* **Material provided**
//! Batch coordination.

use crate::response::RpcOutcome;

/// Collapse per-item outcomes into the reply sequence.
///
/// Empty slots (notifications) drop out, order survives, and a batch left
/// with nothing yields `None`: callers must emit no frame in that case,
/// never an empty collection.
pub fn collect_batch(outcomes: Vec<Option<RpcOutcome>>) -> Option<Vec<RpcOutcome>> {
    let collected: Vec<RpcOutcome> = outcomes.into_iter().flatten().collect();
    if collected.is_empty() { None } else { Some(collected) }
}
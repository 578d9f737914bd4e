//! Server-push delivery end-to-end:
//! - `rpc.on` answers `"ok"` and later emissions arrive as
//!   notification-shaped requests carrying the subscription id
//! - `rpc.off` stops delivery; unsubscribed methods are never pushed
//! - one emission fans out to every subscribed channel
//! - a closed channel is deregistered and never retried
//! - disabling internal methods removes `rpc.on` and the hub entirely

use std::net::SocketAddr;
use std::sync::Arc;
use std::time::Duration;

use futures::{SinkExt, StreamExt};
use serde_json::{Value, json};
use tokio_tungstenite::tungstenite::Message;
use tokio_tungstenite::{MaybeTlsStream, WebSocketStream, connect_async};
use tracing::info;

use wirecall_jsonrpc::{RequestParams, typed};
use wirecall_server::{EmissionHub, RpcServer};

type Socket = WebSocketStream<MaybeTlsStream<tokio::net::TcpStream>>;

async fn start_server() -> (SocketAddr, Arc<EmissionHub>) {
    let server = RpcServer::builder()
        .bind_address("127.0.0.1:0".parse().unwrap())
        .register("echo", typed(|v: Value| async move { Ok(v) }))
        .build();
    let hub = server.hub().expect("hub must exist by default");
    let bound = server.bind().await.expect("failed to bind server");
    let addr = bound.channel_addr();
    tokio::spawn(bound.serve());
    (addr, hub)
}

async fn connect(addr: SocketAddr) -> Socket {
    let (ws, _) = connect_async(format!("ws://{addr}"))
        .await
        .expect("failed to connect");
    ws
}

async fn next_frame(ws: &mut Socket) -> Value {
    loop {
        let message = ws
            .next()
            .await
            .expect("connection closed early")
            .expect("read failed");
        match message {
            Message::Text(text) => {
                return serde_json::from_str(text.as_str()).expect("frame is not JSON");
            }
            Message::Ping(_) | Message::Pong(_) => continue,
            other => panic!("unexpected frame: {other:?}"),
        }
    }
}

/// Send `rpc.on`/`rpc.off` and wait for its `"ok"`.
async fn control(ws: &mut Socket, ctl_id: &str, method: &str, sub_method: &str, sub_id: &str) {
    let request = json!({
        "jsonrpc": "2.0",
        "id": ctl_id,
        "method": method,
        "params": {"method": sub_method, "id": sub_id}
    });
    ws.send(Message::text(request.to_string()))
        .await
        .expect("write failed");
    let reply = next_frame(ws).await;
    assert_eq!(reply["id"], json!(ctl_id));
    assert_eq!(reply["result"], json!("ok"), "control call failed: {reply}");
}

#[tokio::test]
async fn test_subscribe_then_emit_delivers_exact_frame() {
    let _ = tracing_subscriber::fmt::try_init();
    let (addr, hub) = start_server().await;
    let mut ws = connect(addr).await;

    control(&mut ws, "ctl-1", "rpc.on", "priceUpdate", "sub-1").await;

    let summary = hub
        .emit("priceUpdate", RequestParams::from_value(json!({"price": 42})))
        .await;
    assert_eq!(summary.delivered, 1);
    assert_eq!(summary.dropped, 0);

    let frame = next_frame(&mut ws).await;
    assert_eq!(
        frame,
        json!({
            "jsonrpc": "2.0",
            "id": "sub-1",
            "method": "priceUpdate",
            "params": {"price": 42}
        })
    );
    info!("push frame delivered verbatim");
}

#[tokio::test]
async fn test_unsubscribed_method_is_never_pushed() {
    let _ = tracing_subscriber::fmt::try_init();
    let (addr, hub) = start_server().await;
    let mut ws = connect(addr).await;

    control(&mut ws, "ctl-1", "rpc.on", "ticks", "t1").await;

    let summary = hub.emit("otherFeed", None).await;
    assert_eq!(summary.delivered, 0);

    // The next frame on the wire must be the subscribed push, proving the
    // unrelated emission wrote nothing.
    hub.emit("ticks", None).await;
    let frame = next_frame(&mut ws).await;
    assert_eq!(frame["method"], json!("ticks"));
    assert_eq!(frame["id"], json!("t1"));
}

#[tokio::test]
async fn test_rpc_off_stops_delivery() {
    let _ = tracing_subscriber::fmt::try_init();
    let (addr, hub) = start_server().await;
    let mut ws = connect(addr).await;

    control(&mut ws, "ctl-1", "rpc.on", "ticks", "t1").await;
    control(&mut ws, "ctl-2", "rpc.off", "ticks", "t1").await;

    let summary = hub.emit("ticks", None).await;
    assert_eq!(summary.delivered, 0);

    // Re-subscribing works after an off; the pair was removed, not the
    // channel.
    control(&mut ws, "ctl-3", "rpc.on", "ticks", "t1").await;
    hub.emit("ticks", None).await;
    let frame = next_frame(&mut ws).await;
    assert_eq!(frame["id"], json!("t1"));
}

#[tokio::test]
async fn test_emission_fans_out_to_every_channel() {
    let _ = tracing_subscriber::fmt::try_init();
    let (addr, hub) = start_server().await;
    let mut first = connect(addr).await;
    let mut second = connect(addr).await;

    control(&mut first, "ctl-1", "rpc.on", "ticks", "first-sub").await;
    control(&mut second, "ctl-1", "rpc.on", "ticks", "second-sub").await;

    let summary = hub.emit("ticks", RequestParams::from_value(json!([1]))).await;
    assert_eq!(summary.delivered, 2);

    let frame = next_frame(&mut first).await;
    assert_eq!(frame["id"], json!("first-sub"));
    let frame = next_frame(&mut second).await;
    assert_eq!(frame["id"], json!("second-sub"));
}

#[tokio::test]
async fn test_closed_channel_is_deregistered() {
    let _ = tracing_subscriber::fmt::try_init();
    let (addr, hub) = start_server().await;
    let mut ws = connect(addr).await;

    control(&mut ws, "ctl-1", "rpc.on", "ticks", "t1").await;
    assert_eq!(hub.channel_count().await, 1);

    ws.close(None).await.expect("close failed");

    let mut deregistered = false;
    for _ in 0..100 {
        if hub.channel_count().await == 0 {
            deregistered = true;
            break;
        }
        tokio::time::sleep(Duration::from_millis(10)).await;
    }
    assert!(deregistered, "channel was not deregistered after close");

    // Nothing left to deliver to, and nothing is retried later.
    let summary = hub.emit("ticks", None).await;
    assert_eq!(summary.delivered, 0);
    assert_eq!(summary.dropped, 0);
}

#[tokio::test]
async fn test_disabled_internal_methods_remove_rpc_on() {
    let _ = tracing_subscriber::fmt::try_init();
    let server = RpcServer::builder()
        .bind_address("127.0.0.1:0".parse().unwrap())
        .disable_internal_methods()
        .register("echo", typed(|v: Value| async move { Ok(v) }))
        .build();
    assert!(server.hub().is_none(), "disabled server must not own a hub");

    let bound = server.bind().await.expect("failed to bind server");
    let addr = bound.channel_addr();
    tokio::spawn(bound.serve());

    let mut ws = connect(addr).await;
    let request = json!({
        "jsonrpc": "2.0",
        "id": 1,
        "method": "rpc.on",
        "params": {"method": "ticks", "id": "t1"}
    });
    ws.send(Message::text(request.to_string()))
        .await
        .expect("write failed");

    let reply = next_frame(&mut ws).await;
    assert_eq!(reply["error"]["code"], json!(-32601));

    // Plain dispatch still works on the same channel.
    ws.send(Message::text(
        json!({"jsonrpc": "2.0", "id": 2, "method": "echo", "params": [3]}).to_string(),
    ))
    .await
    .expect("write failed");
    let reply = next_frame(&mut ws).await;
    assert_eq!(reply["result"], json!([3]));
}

* **What you should do**
Repeat every record, exactly as written.

* **Task result**
//! Batch coordination.

use crate::response::RpcOutcome;

/// Collapse per-item outcomes into the reply sequence.
///
/// Empty slots (notifications) drop out, order survives, and a batch left
/// with nothing yields `None`: callers must emit no frame in that case,
/// never an empty collection.
pub fn collect_batch(outcomes: Vec<Option<RpcOutcome>>) -> Option<Vec<RpcOutcome>> {
    let collected: Vec<RpcOutcome> = outcomes.into_iter().flatten().collect();
    if collected.is_empty() { None } else { Some(collected) }
}
repository 578d9f737914bd4e
//! Server-push delivery end-to-end:
//! - `rpc.on` answers `"ok"` and later emissions arrive as
//!   notification-shaped requests carrying the subscription id
//! - `rpc.off` stops delivery; unsubscribed methods are never pushed
//! - one emission fans out to every subscribed channel
//! - a closed channel is deregistered and never retried
//! - disabling internal methods removes `rpc.on` and the hub entirely

use std::net::SocketAddr;
use std::sync::Arc;
use std::time::Duration;

use futures::{SinkExt, StreamExt};
use serde_json::{Value, json};
use tokio_tungstenite::tungstenite::Message;
use tokio_tungstenite::{MaybeTlsStream, WebSocketStream, connect_async};
use tracing::info;

use wirecall_jsonrpc::{RequestParams, typed};
use wirecall_server::{EmissionHub, RpcServer};

type Socket = WebSocketStream<MaybeTlsStream<tokio::net::TcpStream>>;

async fn start_server() -> (SocketAddr, Arc<EmissionHub>) {
    let server = RpcServer::builder()
        .bind_address("127.0.0.1:0".parse().unwrap())
        .register("echo", typed(|v: Value| async move { Ok(v) }))
        .build();
    let hub = server.hub().expect("hub must exist by default");
    let bound = server.bind().await.expect("failed to bind server");
    let addr = bound.channel_addr();
    tokio::spawn(bound.serve());
    (addr, hub)
}

async fn connect(addr: SocketAddr) -> Socket {
    let (ws, _) = connect_async(format!("ws://{addr}"))
        .await
        .expect("failed to connect");
    ws
}

async fn next_frame(ws: &mut Socket) -> Value {
    loop {
        let message = ws
            .next()
            .await
            .expect("connection closed early")
            .expect("read failed");
        match message {
            Message::Text(text) => {
                return serde_json::from_str(text.as_str()).expect("frame is not JSON");
            }
            Message::Ping(_) | Message::Pong(_) => continue,
            other => panic!("unexpected frame: {other:?}"),
        }
    }
}

/// Send `rpc.on`/`rpc.off` and wait for its `"ok"`.
async fn control(ws: &mut Socket, ctl_id: &str, method: &str, sub_method: &str, sub_id: &str) {
    let request = json!({
        "jsonrpc": "2.0",
        "id": ctl_id,
        "method": method,
        "params": {"method": sub_method, "id": sub_id}
    });
    ws.send(Message::text(request.to_string()))
        .await
        .expect("write failed");
    let reply = next_frame(ws).await;
    assert_eq!(reply["id"], json!(ctl_id));
    assert_eq!(reply["result"], json!("ok"), "control call failed: {reply}");
}

#[tokio::test]
async fn test_subscribe_then_emit_delivers_exact_frame() {
    let _ = tracing_subscriber::fmt::try_init();
    let (addr, hub) = start_server().await;
    let mut ws = connect(addr).await;

    control(&mut ws, "ctl-1", "rpc.on", "priceUpdate", "sub-1").await;

    let summary = hub
        .emit("priceUpdate", RequestParams::from_value(json!({"price": 42})))
        .await;
    assert_eq!(summary.delivered, 1);
    assert_eq!(summary.dropped, 0);

    let frame = next_frame(&mut ws).await;
    assert_eq!(
        frame,
        json!({
            "jsonrpc": "2.0",
            "id": "sub-1",
            "method": "priceUpdate",
            "params": {"price": 42}
        })
    );
    info!("push frame delivered verbatim");
}

#[tokio::test]
async fn test_unsubscribed_method_is_never_pushed() {
    let _ = tracing_subscriber::fmt::try_init();
    let (addr, hub) = start_server().await;
    let mut ws = connect(addr).await;

    control(&mut ws, "ctl-1", "rpc.on", "ticks", "t1").await;

    let summary = hub.emit("otherFeed", None).await;
    assert_eq!(summary.delivered, 0);

    // The next frame on the wire must be the subscribed push, proving the
    // unrelated emission wrote nothing.
    hub.emit("ticks", None).await;
    let frame = next_frame(&mut ws).await;
    assert_eq!(frame["method"], json!("ticks"));
    assert_eq!(frame["id"], json!("t1"));
}

#[tokio::test]
async fn test_rpc_off_stops_delivery() {
    let _ = tracing_subscriber::fmt::try_init();
    let (addr, hub) = start_server().await;
    let mut ws = connect(addr).await;

    control(&mut ws, "ctl-1", "rpc.on", "ticks", "t1").await;
    control(&mut ws, "ctl-2", "rpc.off", "ticks", "t1").await;

    let summary = hub.emit("ticks", None).await;
    assert_eq!(summary.delivered, 0);

    // Re-subscribing works after an off; the pair was removed, not the
    // channel.
    control(&mut ws, "ctl-3", "rpc.on", "ticks", "t1").await;
    hub.emit("ticks", None).await;
    let frame = next_frame(&mut ws).await;
    assert_eq!(frame["id"], json!("t1"));
}

#[tokio::test]
async fn test_emission_fans_out_to_every_channel() {
    let _ = tracing_subscriber::fmt::try_init();
    let (addr, hub) = start_server().await;
    let mut first = connect(addr).await;
    let mut second = connect(addr).await;

    control(&mut first, "ctl-1", "rpc.on", "ticks", "first-sub").await;
    control(&mut second, "ctl-1", "rpc.on", "ticks", "second-sub").await;

    let summary = hub.emit("ticks", RequestParams::from_value(json!([1]))).await;
    assert_eq!(summary.delivered, 2);

    let frame = next_frame(&mut first).await;
    assert_eq!(frame["id"], json!("first-sub"));
    let frame = next_frame(&mut second).await;
    assert_eq!(frame["id"], json!("second-sub"));
}

#[tokio::test]
async fn test_closed_channel_is_deregistered() {
    let _ = tracing_subscriber::fmt::try_init();
    let (addr, hub) = start_server().await;
    let mut ws = connect(addr).await;

    control(&mut ws, "ctl-1", "rpc.on", "ticks", "t1").await;
    assert_eq!(hub.channel_count().await, 1);

    ws.close(None).await.expect("close failed");

    let mut deregistered = false;
    for _ in 0..100 {
        if hub.channel_count().await == 0 {
            deregistered = true;
            break;
        }
        tokio::time::sleep(Duration::from_millis(10)).await;
    }
    assert!(deregistered, "channel was not deregistered after close");

    // Nothing left to deliver to, and nothing is retried later.
    let summary = hub.emit("ticks", None).await;
    assert_eq!(summary.delivered, 0);
    assert_eq!(summary.dropped, 0);
}

#[tokio::test]
async fn test_disabled_internal_methods_remove_rpc_on() {
    let _ = tracing_subscriber::fmt::try_init();
    let server = RpcServer::builder()
        .bind_address("127.0.0.1:0".parse().unwrap())
        .disable_internal_methods()
        .register("echo", typed(|v: Value| async move { Ok(v) }))
        .build();
    assert!(server.hub().is_none(), "disabled server must not own a hub");

    let bound = server.bind().await.expect("failed to bind server");
    let addr = bound.channel_addr();
    tokio::spawn(bound.serve());

    let mut ws = connect(addr).await;
    let request = json!({
        "jsonrpc": "2.0",
        "id": 1,
        "method": "rpc.on",
        "params": {"method": "ticks", "id": "t1"}
    });
    ws.send(Message::text(request.to_string()))
        .await
        .expect("write failed");

    let reply = next_frame(&mut ws).await;
    assert_eq!(reply["error"]["code"], json!(-32601));

    // Plain dispatch still works on the same channel.
    ws.send(Message::text(
        json!({"jsonrpc": "2.0", "id": 2, "method": "echo", "params": [3]}).to_string(),
    ))
    .await
    .expect("write failed");
    let reply = next_frame(&mut ws).await;
    assert_eq!(reply["result"], json!([3]));
}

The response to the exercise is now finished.